Duduk di bangku putih ruang tunggu kamar jenazah, Enok tidak kunjung mengakhiri histerianya. Empat temannya yang berusia sebaya, berpakaian seksi, dan sebagian berambut pirang bergegas mendekatinya. Salah satunya menyodorkan segelas air mineral. ''Sabar...ya, kejadian ini pasti ada maknanya,'' hibur teman-temannya.

Mendadak Enok beranjak dari tempat duduknya dan berteriak; ''Semua teman-temanku mati! Aku ndak punya teman lagi sekarang,'' teriak Enok.

Bergegas Wisnu meraih pundaknya dan membisikkan kata-kata ke telinga Enok agar tenang. Setelah tenang, Radar mencoba mendekatinya. Cukup sulit mengorek keterangan dari Enok. Namun beberapa patah kata keluar dari mulutnya soal kecelakaan maut yang menewaskan kesembilan teman-temannya.

Kecelakaan itu bermula ketika dia bersama belasan temannya berencana mencari makan malam di kawasan wisata Payung, Kota Batu. Rombongan berangkat sekitar pukul 21.30 mengendarai dua unit mobil. Mobil taruna dan satu sedan warna merah. Ada juga empat motor yang ikut.
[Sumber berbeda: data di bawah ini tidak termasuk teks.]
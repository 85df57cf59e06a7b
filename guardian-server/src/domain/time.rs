//! Local time handling for night-window searches.
//!
//! Every instant the advisor works with is a `DateTime<FixedOffset>` in the
//! service's configured local offset. The night window crosses midnight, so
//! working out which evening "tonight" refers to depends on which side of
//! midnight the current time falls.

use chrono::{DateTime, Duration, FixedOffset, NaiveDate, NaiveTime, TimeZone, Timelike};

use super::DomainError;

/// An instant in the service's local offset.
pub type LocalDateTime = DateTime<FixedOffset>;

/// The bounded interval searched for a last feasible departure.
///
/// # Invariants
///
/// - `earliest < latest`
///
/// # Examples
///
/// ```
/// use guardian_server::domain::SearchWindow;
/// use chrono::{DateTime, NaiveTime};
///
/// let now = DateTime::parse_from_rfc3339("2024-03-15T22:10:00+09:00").unwrap();
/// let start = NaiveTime::from_hms_opt(20, 30, 0).unwrap();
/// let end = NaiveTime::from_hms_opt(2, 0, 0).unwrap();
///
/// let window = SearchWindow::tonight(now, start, end).unwrap();
/// assert_eq!(window.earliest().to_rfc3339(), "2024-03-15T20:30:00+09:00");
/// assert_eq!(window.latest().to_rfc3339(), "2024-03-16T02:00:00+09:00");
/// assert_eq!(window.span().num_minutes(), 330);
/// ```
#[derive(Debug, Clone, Copy, PartialEq, Eq)]
pub struct SearchWindow {
    earliest: LocalDateTime,
    latest: LocalDateTime,
}

impl SearchWindow {
    /// Create a window, rejecting empty or inverted intervals.
    pub fn new(earliest: LocalDateTime, latest: LocalDateTime) -> Result<Self, DomainError> {
        if earliest >= latest {
            return Err(DomainError::InvalidWindow { earliest, latest });
        }
        Ok(Self { earliest, latest })
    }

    /// Derive tonight's window from the current time.
    ///
    /// When `start` is later in the day than `end` the window crosses
    /// midnight. In that case a `now` before `end` (the small hours) belongs
    /// to the window that opened the previous evening; any other `now`
    /// belongs to the window opening this evening.
    pub fn tonight(
        now: LocalDateTime,
        start: NaiveTime,
        end: NaiveTime,
    ) -> Result<Self, DomainError> {
        let today = now.date_naive();

        let (start_date, end_date) = if start < end {
            (today, today)
        } else if now.time() < end {
            let yesterday = today.pred_opt().ok_or(DomainError::DateOutOfRange)?;
            (yesterday, today)
        } else {
            let tomorrow = today.succ_opt().ok_or(DomainError::DateOutOfRange)?;
            (today, tomorrow)
        };

        let earliest = at_local(start_date, start, now.offset())?;
        let latest = at_local(end_date, end, now.offset())?;

        Self::new(earliest, latest)
    }

    /// Start of the window.
    pub fn earliest(&self) -> LocalDateTime {
        self.earliest
    }

    /// End of the window.
    pub fn latest(&self) -> LocalDateTime {
        self.latest
    }

    /// Length of the window.
    pub fn span(&self) -> Duration {
        self.latest - self.earliest
    }
}

/// Build a local instant from a calendar date and a time of day.
fn at_local(
    date: NaiveDate,
    time: NaiveTime,
    offset: &FixedOffset,
) -> Result<LocalDateTime, DomainError> {
    let naive = date.and_time(time);
    offset
        .from_local_datetime(&naive)
        .single()
        .ok_or(DomainError::InvalidLocalTime(naive))
}

/// Drop seconds and sub-second precision.
pub fn truncate_to_minute(t: LocalDateTime) -> LocalDateTime {
    t.with_second(0)
        .and_then(|t| t.with_nanosecond(0))
        .unwrap_or(t)
}

/// Whole minutes in a duration, rounding towards negative infinity.
///
/// A departure 30 seconds in the past has `-1` minutes left, not `0`.
pub fn whole_minutes(d: Duration) -> i64 {
    d.num_seconds().div_euclid(60)
}

/// Format an instant as "HH:MM" in its own offset.
pub fn format_hhmm(t: LocalDateTime) -> String {
    t.format("%H:%M").to_string()
}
Saat berangkat untuk makan malam itu, cewek berambut sebahu dan berkaca mata minus ini menumpang mobil Taruna. Selama perjalanan, perasaan Enok waswas karena mobil melaju cukup kencang. Berulang kali ia menasihati Anang, sopir Taruna, agar hati-hati. Namun permintaan Enok tidak juga digubris. Meski sempat merespons nasihat Enok, tapi Anang kembali mengulangi perbuatannya. Mempercepat laju Taruna maut itu.
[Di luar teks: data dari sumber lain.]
//! Conversion from Google Routes DTOs to domain types.
//!
//! Only the first route's first leg matters. Its steps become itinerary
//! legs, and the trip timings are measured from the requested departure
//! instant rather than from when the first vehicle leaves, so a long wait at
//! the stop shows up in the total.

use chrono::{DateTime, Duration};
use tracing::warn;

use crate::domain::{Itinerary, Leg, LocalDateTime, TransitMode, whole_minutes};

use super::types::{ComputeRoutesResponse, Route, Step, TransitDetails};

/// Stop name used for a walk that starts at the trip origin.
const ORIGIN: &str = "origin";

/// Stop name used for a walk that ends at the trip destination.
const DESTINATION: &str = "destination";

/// Convert a `computeRoutes` response into an itinerary.
///
/// Returns `None` when there is no route, and when the route cannot be
/// measured (no arrival time for a transit route, no duration for a walk).
pub fn convert_response(
    response: &ComputeRoutesResponse,
    requested: LocalDateTime,
) -> Option<Itinerary> {
    let route = response.routes.first()?;
    let itinerary = convert_route(route, requested);

    if itinerary.is_none() {
        warn!(%requested, "route without usable timings, treating as no route");
    }

    itinerary
}

fn convert_route(route: &Route, requested: LocalDateTime) -> Option<Itinerary> {
    let steps = route
        .legs
        .first()
        .map(|leg| leg.steps.as_slice())
        .unwrap_or(&[]);

    let transit: Vec<&TransitDetails> = steps
        .iter()
        .filter_map(|s| s.transit_details.as_ref())
        .collect();

    let (total, wait) = if transit.is_empty() {
        let duration = parse_duration(route.duration.as_deref()?)?;
        (whole_minutes(duration), 0)
    } else {
        let arrival = transit
            .iter()
            .rev()
            .find_map(|td| td.stop_details.as_ref()?.arrival_time.as_deref())?;
        let arrival = parse_instant(arrival, requested)?;

        let departure = transit
            .iter()
            .find_map(|td| td.stop_details.as_ref()?.departure_time.as_deref())
            .and_then(|s| parse_instant(s, requested));
        let wait = departure.map_or(0, |d| whole_minutes(d - requested));

        (whole_minutes(arrival - requested), wait)
    };

    let itinerary = Itinerary::new(total, wait, build_legs(steps));

    Some(match route.distance_meters {
        Some(meters) => itinerary.with_distance(meters),
        None => itinerary,
    })
}

/// Turn steps into legs, merging consecutive walking steps.
fn build_legs(steps: &[Step]) -> Vec<Leg> {
    let mut legs = Vec::new();
    let mut walking = false;
    let mut last_stop: Option<String> = None;

    for step in steps {
        let Some(details) = &step.transit_details else {
            walking = true;
            continue;
        };

        let stops = details.stop_details.as_ref();
        let from = stops
            .and_then(|s| s.departure_stop.as_ref())
            .and_then(|s| s.name.clone())
            .unwrap_or_else(|| "?".to_string());
        let to = stops
            .and_then(|s| s.arrival_stop.as_ref())
            .and_then(|s| s.name.clone())
            .unwrap_or_else(|| "?".to_string());

        if walking {
            let start = last_stop.take().unwrap_or_else(|| ORIGIN.to_string());
            legs.push(Leg::new(TransitMode::Walk, "", start, from.clone()));
            walking = false;
        }

        let (mode, line) = classify_line(details);
        legs.push(Leg::new(mode, line, from, to.clone()));
        last_stop = Some(to);
    }

    if walking {
        let start = last_stop.unwrap_or_else(|| ORIGIN.to_string());
        legs.push(Leg::new(TransitMode::Walk, "", start, DESTINATION));
    }

    legs
}

/// Vehicle mode and display name of a transit line.
fn classify_line(details: &TransitDetails) -> (TransitMode, String) {
    let line = details.transit_line.as_ref();

    let name = line
        .and_then(|l| l.name_short.clone().or_else(|| l.name.clone()))
        .filter(|n| !n.is_empty())
        .unwrap_or_else(|| "?".to_string());

    let vehicle = line
        .and_then(|l| l.vehicle.as_ref())
        .and_then(|v| v.vehicle_type.as_deref())
        .unwrap_or("");

    let mode = match vehicle {
        "SUBWAY" | "METRO_RAIL" | "HEAVY_RAIL" | "COMMUTER_TRAIN" | "RAIL" | "MONORAIL" => {
            TransitMode::Subway
        }
        "BUS" | "INTERCITY_BUS" | "TROLLEYBUS" => {
            let short = line.and_then(|l| l.name_short.as_deref()).unwrap_or("");
            if short.starts_with('N') {
                TransitMode::NightBus
            } else {
                TransitMode::Bus
            }
        }
        _ => TransitMode::Other,
    };

    (mode, name)
}

/// Parse an RFC 3339 timestamp into the offset of `reference`.
fn parse_instant(s: &str, reference: LocalDateTime) -> Option<LocalDateTime> {
    DateTime::parse_from_rfc3339(s)
        .ok()
        .map(|t| t.with_timezone(&reference.timezone()))
}

/// Parse a protobuf duration string such as "3720s" or "95.5s".
fn parse_duration(s: &str) -> Option<Duration> {
    let secs: f64 = s.strip_suffix('s')?.parse().ok()?;
    if !secs.is_finite() || secs < 0.0 {
        return None;
    }
    Some(Duration::milliseconds((secs * 1000.0) as i64))
}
Penuturan Enok berhenti sejenak. Untuk merunut kronologi berikutnya, cewek ini agak ragu. Dia seakan bingung untuk berujar dan menjelaskan soal kecelakaan maut tersebut. ''Rasanya, teman-teman saya itu masih ada dan baru saja guyonan dengan aku,'' ucap Enok setelah lima menitan menunduk.
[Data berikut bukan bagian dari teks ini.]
//! HTTP route handlers.

use askama::Template;
use axum::{
    Json, Router,
    extract::{Query, State},
    http::{HeaderMap, StatusCode, header},
    response::{Html, IntoResponse, Response},
    routing::get,
};
use tower_http::services::ServeDir;
use tower_http::trace::TraceLayer;
use tracing::{error, warn};

use crate::advisor::{EstimationError, OracleError, compute_night_travel_advisory};
use crate::domain::{Location, TripQuery};

use super::dto::*;
use super::state::AppState;
use super::templates::*;

/// Create the application router.
///
/// `static_dir` is the path to the static assets directory.
pub fn create_router(state: AppState, static_dir: &str) -> Router {
    Router::new()
        .route("/", get(index_page))
        .route("/health", get(health))
        .route("/advisory", get(advisory))
        .nest_service("/static", ServeDir::new(static_dir))
        .layer(TraceLayer::new_for_http())
        .with_state(state)
}

/// Health check endpoint.
async fn health() -> &'static str {
    "ok"
}

/// Index page with the trip form.
async fn index_page() -> impl IntoResponse {
    Html(
        IndexTemplate
            .render()
            .unwrap_or_else(|e| format!("Template error: {}", e)),
    )
}

/// Check if request accepts HTML.
fn accepts_html(headers: &HeaderMap) -> bool {
    headers
        .get(header::ACCEPT)
        .and_then(|v| v.to_str().ok())
        .is_some_and(|accept| accept.contains("text/html"))
}

/// Parse one required location parameter.
fn parse_location(value: Option<&str>, field: &str) -> Result<Location, AppError> {
    let value = value.ok_or_else(|| AppError::BadRequest {
        message: format!("missing {field}"),
    })?;
    Location::parse(value).map_err(|e| AppError::BadRequest {
        message: format!("invalid {field}: {e}"),
    })
}

/// Compute tonight's advisory for a trip.
async fn advisory(
    State(state): State<AppState>,
    headers: HeaderMap,
    Query(req): Query<AdvisoryRequest>,
) -> Response {
    let html = accepts_html(&headers);

    match build_advisory(&state, &req).await {
        Ok(response) if html => {
            let template = AdvisoryTemplate {
                advisory: AdvisoryView::from_response(&response),
            };
            match template.render() {
                Ok(page) => Html(page).into_response(),
                Err(e) => AppError::Internal {
                    message: format!("Template error: {}", e),
                }
                .into_response(),
            }
        }
        Ok(response) => Json(response).into_response(),
        Err(e) if html => e.into_html_response(),
        Err(e) => e.into_response(),
    }
}

async fn build_advisory(
    state: &AppState,
    req: &AdvisoryRequest,
) -> Result<AdvisoryResponse, AppError> {
    let origin = parse_location(req.origin.as_deref(), "origin")?;
    let destination = parse_location(req.destination.as_deref(), "destination")?;
    let query = TripQuery::new(origin, destination);

    let now = state.now();
    let window = state.config.window_at(now).map_err(|e| AppError::Internal {
        message: e.to_string(),
    })?;

    let advisory =
        compute_night_travel_advisory(state.routes.as_ref(), &query, &window, now, &state.config)
            .await?;

    Ok(AdvisoryResponse::from_advisory(&query, &advisory, now))
}

/// Application error type.
#[derive(Debug)]
pub enum AppError {
    BadRequest { message: String },
    NoRoute { message: String },
    OracleUnavailable { message: String },
    OracleTimeout { message: String },
    Internal { message: String },
}

impl AppError {
    fn parts(&self) -> (StatusCode, &'static str, &str) {
        match self {
            AppError::BadRequest { message } => (StatusCode::BAD_REQUEST, "bad_request", message),
            AppError::NoRoute { message } => (StatusCode::NOT_FOUND, "no_route", message),
            AppError::OracleUnavailable { message } => {
                (StatusCode::BAD_GATEWAY, "oracle_unavailable", message)
            }
            AppError::OracleTimeout { message } => {
                (StatusCode::GATEWAY_TIMEOUT, "oracle_timeout", message)
            }
            AppError::Internal { message } => {
                (StatusCode::INTERNAL_SERVER_ERROR, "internal", message)
            }
        }
    }

    fn log(&self) {
        let (status, kind, message) = self.parts();
        if status.is_server_error() {
            error!(%status, kind, detail = message, "request failed");
        } else {
            warn!(%status, kind, detail = message, "request rejected");
        }
    }

    /// Render as an HTML error page with the same status.
    pub fn into_html_response(self) -> Response {
        self.log();
        let (status, kind, message) = self.parts();

        let title = match &self {
            AppError::BadRequest { .. } => "Check your input",
            AppError::NoRoute { .. } => "No transit tonight",
            AppError::OracleUnavailable { .. } | AppError::OracleTimeout { .. } => {
                "Routing service unavailable"
            }
            AppError::Internal { .. } => "Something went wrong",
        };
        let template = ErrorTemplate {
            title: title.to_string(),
            message: message.to_string(),
            details: Some(kind.to_string()),
        };

        match template.render() {
            Ok(page) => (status, Html(page)).into_response(),
            Err(e) => (status, format!("Template error: {}", e)).into_response(),
        }
    }
}

impl From<EstimationError> for AppError {
    fn from(e: EstimationError) -> Self {
        match e {
            EstimationError::NoFeasibleDeparture { .. } => AppError::NoRoute {
                message: "no transit route tonight".to_string(),
            },
            EstimationError::Oracle(OracleError::Timeout(_)) => AppError::OracleTimeout {
                message: e.to_string(),
            },
            EstimationError::Oracle(OracleError::Unavailable(_)) => AppError::OracleUnavailable {
                message: e.to_string(),
            },
        }
    }
}

impl IntoResponse for AppError {
    fn into_response(self) -> axum::response::Response {
        self.log();
        let (status, kind, message) = self.parts();

        let body = Json(ErrorResponse {
            error: message.to_string(),
            kind: kind.to_string(),
        });
        (status, body).into_response()
    }
}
Untuk memberikan kesempatan dia menenangkan hatinya, Radar minta wawancara dilanjutkan via telepon. Enok pun menyetujuinya.

Dihubungi seusai mandi, Enok menuturkan begitu tiba di Batu, mereka langsung makan-makan di Wisata Payung. Di sejumlah warung yang berdiri di pinggir jalan berkelak-kelok itu mereka menghabiskan waktu sekitar dua jam lamanya. Selanjutnya mereka langsung pulang. Ketika pulang itulah, perasaan Enok tidak enak.

Dia enggan ketika diajak teman-temannya naik mobil yang dikemudikan Anang. ''Saya pilih naik motor boncengan dengan teman saya. Perasaan saya tidak enak,'' ujar Enok.

Saat pulang, mereka meninggalkan payung bersama-sama. Urutan pertama Taruna, kemudian mobil sedan merah yang ditumpangi empat orang, dan sisanya mengendarai motor. Dalam perjalanan, Enok bersama temannya yang mengemudikan motor mengambil jalan berbeda dengan Taruna.

''Pada lampu merah pertama dari arah payung ke Batu, saya mengambil jalan belok ke kanan. Sedang mobil mengambil jalan lurus (lewat Jl Raya Panglima Sudirman, Red),'' katanya.

Begitu tiba di kos, Enok kaget karena teman-temannya yang naik Taruna belum tiba. Padahal laju kendaraan mereka lebih cepat. Karena jam sudah larut pagi, sekitar 02.00, Enok langsung tidur.

Enok baru tahu teman-temannya mengalami kecelakaan dan meninggal sekitar pukul 11.00 setelah diberitahu temannya. Informasi awal yang ia terima, temannya mengalami kecelakaan dan sekarang masih dirawat di RSSA Malang.

Bergegas dia dan beberapa teman kosnya pergi ke RSSA Malang. Saat tiba dia IRD, Enok ditemui petugas dan mengarahkan mereka ke kamar jenazah. Dalam perjalanan ke kamar jenazah itu, Enok dan teman-temannya bertemu dengan dr Wisnu (dokter di Ruang Jiwa RSSA) dan dipandu ke kamar jenazah untuk melihat teman mereka.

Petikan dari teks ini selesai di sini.